I fully understand his point, that its a PITA at the least to have to hunt down dependencies that others have installed in their GAC. But I also can’t help thinking that installing something to the GAC is very much like adding a Gem in Ruby.

So why is this lavish disregard for what other team members may (or may not) have installed on their machines acceptable in Ruby world?

In Ruby if I have a missing Gem reference then all I need to is pop open a command line and type “Gem install xxxx” and hey presto I have the dependency installed. Couple this with the fact that Rails brings some Rake tasks to the table to allow all a projects missing Gems to be installed at once by executing “rake gems:install”.

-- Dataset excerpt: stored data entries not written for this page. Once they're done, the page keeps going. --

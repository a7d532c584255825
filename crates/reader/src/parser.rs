//! Parser
//!
//! Recursive descent over the token stream, producing `Value` trees. Every
//! compound the parser builds is an immutable literal; `quote` can hand them
//! out directly and `set-car!` on them fails.
//!
//! String literals get their surrounding quotes stripped and `\"` decoded;
//! no other escape sequence is processed.

use schist_core::value::{SchemeString, SchemeVector, literal_list};
use schist_core::{Number, Result, SchemeError, Symbol, Value};

use crate::token::{Token, TokenKind, tokenize};

pub struct Parser {
    tokens: Vec<Token>,
    pos: usize,
}

impl Parser {
    pub fn new(source: &str) -> Result<Parser> {
        Ok(Parser {
            tokens: tokenize(source)?,
            pos: 0,
        })
    }

    /// Parse the next datum. Exhausted input yields the Eof singleton.
    pub fn parse(&mut self) -> Result<Value> {
        let Some(token) = self.advance() else {
            return Ok(Value::Eof);
        };
        match token.kind {
            TokenKind::True => Ok(Value::Boolean(true)),
            TokenKind::False => Ok(Value::Boolean(false)),
            TokenKind::Number => {
                Number::parse(&token.text)
                    .map(Value::number)
                    .ok_or_else(|| SchemeError::Parse(format!("bad number: {}", token.text)))
            }
            TokenKind::Str => {
                let inner = &token.text[1..token.text.len() - 1];
                Ok(Value::String(SchemeString::literal(
                    &inner.replace("\\\"", "\""),
                )))
            }
            TokenKind::Identifier => Ok(Value::Symbol(Symbol::of(&token.text))),
            // A dot outside a list reads as the symbol `.`.
            TokenKind::Dot => Ok(Value::Symbol(Symbol::of("."))),
            TokenKind::CharSpace => Ok(Value::Character(' ')),
            TokenKind::CharNewline => Ok(Value::Character('\n')),
            TokenKind::CharRaw => {
                let ch = token.text.chars().nth(2).ok_or_else(|| {
                    SchemeError::Parse(format!("bad character literal: {}", token.text))
                })?;
                Ok(Value::Character(ch))
            }
            TokenKind::Quote => self.wrap("quote"),
            TokenKind::Quasiquote => self.wrap("quasiquote"),
            TokenKind::Unquote => self.wrap("unquote"),
            TokenKind::UnquoteSplicing => self.wrap("unquote-splicing"),
            TokenKind::LParen => self.parse_list(),
            TokenKind::LVector => self.parse_vector(),
            TokenKind::RParen => Err(SchemeError::Parse("unexpected )".to_string())),
            TokenKind::Comment | TokenKind::Whitespace => {
                unreachable!("tokenizer drops ignored tokens")
            }
        }
    }

    /// Parse every datum until end of input.
    pub fn parse_all(&mut self) -> Result<Vec<Value>> {
        let mut forms = Vec::new();
        loop {
            match self.parse()? {
                Value::Eof => return Ok(forms),
                form => forms.push(form),
            }
        }
    }

    fn advance(&mut self) -> Option<Token> {
        let token = self.tokens.get(self.pos).cloned();
        if token.is_some() {
            self.pos += 1;
        }
        token
    }

    fn peek_kind(&self) -> Option<TokenKind> {
        self.tokens.get(self.pos).map(|t| t.kind)
    }

    /// Build the two-element list `(kw <next datum>)` for the quote family.
    fn wrap(&mut self, keyword: &str) -> Result<Value> {
        let datum = self.parse()?;
        if matches!(datum, Value::Eof) {
            return Err(SchemeError::Parse(format!(
                "unexpected end of input after {keyword}"
            )));
        }
        Ok(literal_list(
            vec![Value::Symbol(Symbol::of(keyword)), datum],
            Value::Null,
        ))
    }

    fn parse_list(&mut self) -> Result<Value> {
        let mut items = Vec::new();
        loop {
            match self.peek_kind() {
                None => return Err(SchemeError::Parse("unexpected end of input in list".into())),
                Some(TokenKind::RParen) => {
                    self.advance();
                    return Ok(literal_list(items, Value::Null));
                }
                Some(TokenKind::Dot) if !items.is_empty() => {
                    self.advance();
                    let tail = self.parse()?;
                    if matches!(tail, Value::Eof) {
                        return Err(SchemeError::Parse(
                            "unexpected end of input after .".into(),
                        ));
                    }
                    match self.advance() {
                        Some(token) if token.kind == TokenKind::RParen => {
                            return Ok(literal_list(items, tail));
                        }
                        _ => {
                            return Err(SchemeError::Parse(
                                "expected ) after dotted tail".into(),
                            ));
                        }
                    }
                }
                Some(_) => items.push(self.parse()?),
            }
        }
    }

    fn parse_vector(&mut self) -> Result<Value> {
        let mut items = Vec::new();
        loop {
            match self.peek_kind() {
                None => {
                    return Err(SchemeError::Parse(
                        "unexpected end of input in vector".into(),
                    ));
                }
                Some(TokenKind::RParen) => {
                    self.advance();
                    return Ok(Value::Vector(SchemeVector::literal(items)));
                }
                Some(_) => items.push(self.parse()?),
            }
        }
    }
}

/// Parse one datum from `source`.
pub fn parse_str(source: &str) -> Result<Value> {
    Parser::new(source)?.parse()
}

/// Parse every datum in `source`.
pub fn parse_all(source: &str) -> Result<Vec<Value>> {
    Parser::new(source)?.parse_all()
}

#[cfg(test)]
mod tests {
    use super::*;
    use schist_core::write_str;

    fn roundtrip(source: &str) -> String {
        write_str(&parse_str(source).unwrap())
    }

    #[test]
    fn test_atoms() {
        assert_eq!(roundtrip("42"), "42");
        assert_eq!(roundtrip("#T"), "#t");
        assert_eq!(roundtrip("Hello"), "hello");
        assert_eq!(roundtrip(r"#\a"), r"#\a");
        assert_eq!(roundtrip("\"hi\""), "\"hi\"");
    }

    #[test]
    fn test_string_unescapes_quotes_only() {
        let v = parse_str(r#""say \"hi\" \n""#).unwrap();
        let Value::String(s) = v else { panic!("expected string") };
        // \" decoded, \n left as two characters.
        assert_eq!(s.to_text(), "say \"hi\" \\n");
    }

    #[test]
    fn test_proper_list() {
        assert_eq!(roundtrip("(1 2 3)"), "(1 2 3)");
        assert_eq!(roundtrip("()"), "()");
        assert_eq!(roundtrip("(a (b c) d)"), "(a (b c) d)");
    }

    #[test]
    fn test_dotted_list() {
        assert_eq!(roundtrip("(1 . 2)"), "(1 . 2)");
        assert_eq!(roundtrip("(1 2 . 3)"), "(1 2 . 3)");
        assert!(parse_str("(1 . 2 3)").is_err());
        assert!(parse_str("(1 .").is_err());
    }

    #[test]
    fn test_quote_sugar() {
        assert_eq!(roundtrip("'x"), "(quote x)");
        assert_eq!(roundtrip("`(a ,b ,@c)"),
            "(quasiquote (a (unquote b) (unquote-splicing c)))");
    }

    #[test]
    fn test_vector_literal() {
        assert_eq!(roundtrip("#(1 2 #(3))"), "#(1 2 #(3))");
    }

    #[test]
    fn test_literals_are_immutable() {
        let v = parse_str("(1 2)").unwrap();
        let Value::Pair(p) = v else { panic!("expected pair") };
        assert!(p.set_car(Value::Null).is_err());
    }

    #[test]
    fn test_eof_and_errors() {
        assert!(matches!(parse_str(""), Ok(Value::Eof)));
        assert!(matches!(parse_str("   ; just a comment"), Ok(Value::Eof)));
        assert!(parse_str(")").is_err());
        assert!(parse_str("(1 2").is_err());
        assert!(parse_str("'").is_err());
    }

    #[test]
    fn test_parse_all() {
        let forms = parse_all("1 2 (+ 1 2)").unwrap();
        assert_eq!(forms.len(), 3);
    }

    #[test]
    fn test_top_level_dot_is_a_symbol() {
        assert_eq!(roundtrip("."), ".");
    }
}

Now don’g get me wrong, I’m fully aware that there are many other reasons not to install to the GAC, but I don’t see why Ruby manages to side step a lot of these issues. This is generally a question to anyone reading this post, what does the Gem framework do to counter versioning issues and updates to shared libraries?

HornGet: Apt-Get for .NET

A quick search on the web leads me to HornGet a great project that allows “apt-get” type scenario for .NET applications via a command like “horn -install:rhino“. Horn will not do any GAC installation, instead it will build the latest versions of your libs and add them to a specified location (defaults to user profile directory).

This is a great project as far as I am concerned, as just trying to hunt down the latest versions of common 3rd party libraries can be painful. I think that .Less is defiantly going to be added to horn.